Isabel Nolan’s Unmade — shown in Ireland on different occasions, including at the Goethe Institute’s ‘Return’ Gallery and at Gracelands in Co.Leitrim — arises from retrospective discovery and scrutiny. The photographs shown here are representations of representations — altered images of re-imagined objects. Fragmentary ‘rugs’ made by a patient of a German psychiatric hospital in 1894, are re-conceived by Nolan in a present-day, adaptable sculpture and then, in different configurations, documented as photographs. Typical of Nolan’s compulsively restless art, they advocate a re-making and un-making of the past. This ‘restlessness’ is a quality that seems right to celebrate in retrospect (especially as I toss and turn through the night, trying to bring memory into focus).


Recordings of performances by Nina Canell and Robin Watkins (from 2007) also share something of this agitated, energetic spirit. Listen back and we hear the sound of tenacious exploration and experimentation — as little sonic connections are made and unmade between collaborating partners. But we can stress too, in remembering, the accidents and contingencies of the now-distant performance moment — and note that what is ‘recorded’ is only part of what resonated beyond and within that situation.

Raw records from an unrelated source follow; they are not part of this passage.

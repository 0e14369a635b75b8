//! Fixed-depth negamax over the shared rules. No pruning, no tables.

use rand::seq::SliceRandom;
use rand::Rng;

use crate::rules::{Board, Move, SIZE};

/// Bounds every evaluation stays within; anything outside is a bug.
pub const MIN_VALUE: i32 = -9999;
pub const MAX_VALUE: i32 = 9999;

/// Plies searched below each root candidate.
pub const DEFAULT_DEPTH: u32 = 3;

/// Static evaluation from the point of view of the side to move.
///
/// +1/-1 per own/opposing disc, and +2/-2 per empty cell next to a disc where the side to
/// move/its opponent would flip something.
pub fn evaluate(board: &Board) -> i32 {
    let me = board.next_side();
    let them = me.other();
    let mut score = 0;
    for row in 0..SIZE {
        for col in 0..SIZE {
            match board.get(row, col) {
                Some(side) if side == me => score += 1,
                Some(_) => score -= 1,
                None if board.has_occupied_neighbor(row, col) => {
                    if board.has_flips(me, row, col) {
                        score += 2;
                    }
                    if board.has_flips(them, row, col) {
                        score -= 2;
                    }
                }
                None => {}
            }
        }
    }
    score
}

/// Best value the side to move can reach `depth` plies ahead.
///
/// The board is mutated during the search and restored before returning.
pub fn negamax(board: &mut Board, depth: u32) -> i32 {
    if depth == 0 {
        return evaluate(board);
    }
    let moves = board.legal_moves();
    if moves.is_empty() {
        return evaluate(board);
    }
    let side = board.next_side();
    let mut best = MIN_VALUE - 1;
    for mv in moves {
        let flips = board.apply(mv);
        let value = -negamax(board, depth - 1);
        board.undo(mv, side, flips);
        best = best.max(value);
    }
    assert!(
        (MIN_VALUE..=MAX_VALUE).contains(&best),
        "search value {best} out of bounds"
    );
    best
}

/// Picks moves for the side to move. Randomness only breaks ties between equal moves.
#[derive(Debug)]
pub struct Searcher<R> {
    rng: R,
    depth: u32,
}

impl<R: Rng> Searcher<R> {
    pub fn new(rng: R, depth: u32) -> Self {
        Searcher { rng, depth }
    }

    pub fn depth(&self) -> u32 {
        self.depth
    }

    /// The best move and its value, or `None` when there is no legal move.
    pub fn select_move(&mut self, original: &Board) -> Option<(Move, i32)> {
        let mut board = *original;
        let side = board.next_side();
        let mut moves = board.legal_moves();
        moves.shuffle(&mut self.rng);

        let mut best: Option<(Move, i32)> = None;
        for mv in moves {
            let flips = board.apply(mv);
            let value = -negamax(&mut board, self.depth);
            board.undo(mv, side, flips);
            if best.map_or(true, |(_, best_value)| value > best_value) {
                best = Some((mv, value));
            }
        }
        assert_eq!(&board, original, "board not restored after search");
        best
    }
}
use std::io;
use std::process::ExitCode;
use std::time::{SystemTime, UNIX_EPOCH};

use clap::Parser;
use rand::rngs::StdRng;
use rand::SeedableRng;
use tracing::{error, info};

use disc_arbiter::logger::{init_logger, LogTarget};
use disc_arbiter::player::search::{Searcher, DEFAULT_DEPTH};
use disc_arbiter::player::SearchPlayer;

/// Reference player: fixed-depth negamax, protocol on stdin/stdout, logs on stderr.
#[derive(Parser, Debug)]
#[command(name = "player")]
struct Args {
    /// Plies searched below each candidate move
    #[arg(long, default_value_t = DEFAULT_DEPTH)]
    depth: u32,

    /// Seed for tie-breaking between equally good moves
    #[arg(long)]
    seed: Option<u64>,

    /// Log every selected move
    #[arg(long)]
    verbose: bool,
}

fn default_seed() -> u64 {
    let secs = SystemTime::now()
        .duration_since(UNIX_EPOCH)
        .map(|d| d.as_secs())
        .unwrap_or_default();
    (u64::from(std::process::id()) << 16) ^ secs
}

fn main() -> ExitCode {
    let args = Args::parse();
    if let Err(e) = init_logger(LogTarget::Stderr, args.verbose) {
        eprintln!("{e:#}");
    }

    let seed = args.seed.unwrap_or_else(default_seed);
    let searcher = Searcher::new(StdRng::seed_from_u64(seed), args.depth);
    info!(seed, depth = searcher.depth(), "player starting");

    let mut player = SearchPlayer::new(searcher);
    match player.play(io::stdin().lock(), io::stdout().lock()) {
        Ok(exit) => {
            info!(?exit, "player done");
            ExitCode::SUCCESS
        }
        Err(e) => {
            error!("{e}");
            ExitCode::FAILURE
        }
    }
}
use std::path::PathBuf;

use crate::client_handler::LogSink;
use crate::configuration::LogPolicy;
use crate::rules::Side;

/// One of the two configured players of a tournament.
#[derive(Debug, Clone, PartialEq, Eq, Hash)]
pub struct Agent {
    /// `p1` or `p2`, used in log file names.
    pub name: String,
    /// Shell command starting the player.
    pub command: String,
}

impl Agent {
    pub fn new(index: usize, command: impl Into<String>) -> Agent {
        Agent {
            name: format!("p{}", index + 1),
            command: command.into(),
        }
    }

    /// The command, with leading path segments dropped while it is longer than 20 characters.
    pub fn display_name(&self) -> &str {
        let mut name = self.command.as_str();
        while name.len() > 20 {
            match name.split_once('/') {
                Some((_, rest)) => name = rest,
                None => break,
            }
        }
        name
    }

    /// Where this agent's standard error goes when it plays `side` in match `game`.
    pub fn log_sink(&self, policy: &LogPolicy, game: usize, side: Side) -> LogSink {
        match policy {
            LogPolicy::Discard => LogSink::Discard,
            LogPolicy::Forward => LogSink::Forward,
            LogPolicy::Files(prefix) => LogSink::File(PathBuf::from(format!(
                "{prefix}{game:04}_{}_{side}",
                self.name
            ))),
        }
    }
}
//! Config for the arbiter behaviors
//!
//! Configuration can be created programmatically using [`Configuration::new()`] or by reading
//! environment variables using [`Configuration::from_env()`]. The `arbiter` binary starts from
//! the environment and lets its command-line flags override it.
//!
//! # Environment Variables
//!
//! All values are optional, and case-insensitive. Set the value to `"true"` to enable a flag.
//!
//! - `ARBITER_VERBOSE`: Trace every move in the arbiter's own log (default: `false`)
//! - `ARBITER_LOG`: Write the arbiter's own log to a time-stamped file instead of stderr (default: `false`)

/// Where the players' standard error goes, per match.
#[derive(Debug, Clone, PartialEq, Eq, Default)]
pub enum LogPolicy {
    /// Thrown away.
    #[default]
    Discard,
    /// Mixed into the arbiter's standard error.
    Forward,
    /// One file per player and match, named `<prefix><game:04>_<p1|p2>_<white|black>`.
    Files(String),
}

impl LogPolicy {
    /// Interprets a `--logs` value: absent discards, `-` forwards, anything else is a prefix.
    pub fn from_arg(arg: Option<&str>) -> Self {
        match arg {
            None => LogPolicy::Discard,
            Some("-") => LogPolicy::Forward,
            Some(prefix) => LogPolicy::Files(prefix.to_owned()),
        }
    }
}

/// Configuration for arbiter behaviors.
#[derive(Debug, Clone, PartialEq, Eq)]
pub struct Configuration {
    pub(crate) rounds: i32,
    pub(crate) logs: LogPolicy,
    pub(crate) verbose: bool,
    pub(crate) log_to_file: bool,
}

impl Configuration {
    /// Create a new configuration with default parameters.
    ///
    /// By default:
    /// - A single match is played.
    /// - Player diagnostics are discarded.
    /// - The arbiter logs at `INFO` level to stderr.
    pub fn new() -> Self {
        Self {
            rounds: 0,
            logs: LogPolicy::Discard,
            verbose: false,
            log_to_file: false,
        }
    }

    /// Create configuration from environment variables.
    ///
    /// - `ARBITER_VERBOSE`: if set to `"true"`, enables verbose logging (default: `false`)
    /// - `ARBITER_LOG`: if set to `"true"`, logs to a file (default: `false`)
    ///
    /// Any other value (including unset) will result in using the default value for each field.
    pub fn from_env() -> Self {
        fn get_env_flag(var: &str, default: bool) -> bool {
            match std::env::var(var) {
                Ok(val) => val.eq_ignore_ascii_case("true"),
                Err(_) => default,
            }
        }

        Self {
            verbose: get_env_flag("ARBITER_VERBOSE", false),
            log_to_file: get_env_flag("ARBITER_LOG", false),
            ..Self::new()
        }
    }

    /// Number of rounds. Each round is two matches with colors swapped; `rounds <= 0` plays a
    /// single match.
    pub fn with_rounds(mut self, rounds: i32) -> Self {
        self.rounds = rounds;
        self
    }

    pub fn with_logs(mut self, logs: LogPolicy) -> Self {
        self.logs = logs;
        self
    }

    /// Enable or disable per-move tracing.
    pub fn with_verbose(mut self, value: bool) -> Self {
        self.verbose = value;
        self
    }

    /// Enable or disable logging to file.
    pub fn with_log_to_file(mut self, value: bool) -> Self {
        self.log_to_file = value;
        self
    }

    pub fn verbose(&self) -> bool {
        self.verbose
    }

    pub fn log_to_file(&self) -> bool {
        self.log_to_file
    }

    /// Number of matches a tournament with this configuration plays.
    pub fn num_games(&self) -> usize {
        if self.rounds <= 0 {
            1
        } else {
            2 * self.rounds as usize
        }
    }
}

impl Default for Configuration {
    fn default() -> Self {
        Self::new()
    }
}

#[cfg(test)]
mod tests {
    use super::*;

    #[test]
    fn game_count_follows_rounds() {
        assert_eq!(Configuration::new().num_games(), 1);
        assert_eq!(Configuration::new().with_rounds(-3).num_games(), 1);
        assert_eq!(Configuration::new().with_rounds(3).num_games(), 6);
    }

    #[test]
    fn log_policy_from_arg() {
        assert_eq!(LogPolicy::from_arg(None), LogPolicy::Discard);
        assert_eq!(LogPolicy::from_arg(Some("-")), LogPolicy::Forward);
        assert_eq!(
            LogPolicy::from_arg(Some("logs/run_")),
            LogPolicy::Files("logs/run_".to_owned())
        );
    }
}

A series of small books, each with a differently coloured hard cover, displayed side-by-side. These modest mementoes (of the exhibition programme at the Douglas Hyde Gallery since the 1990s) have a trusty, systematic consistency; they represent an ongoing, patient effort to archive artists’ interests. They are neat, orderly records of the past. And yet within each one there are divergent traces of individual artists’ wayward inclinations. Each simple book is a slim compendium of worldly concerns, and private obsessions — recording, here and there, artists’ recurring daydreams, their restless time-travelling.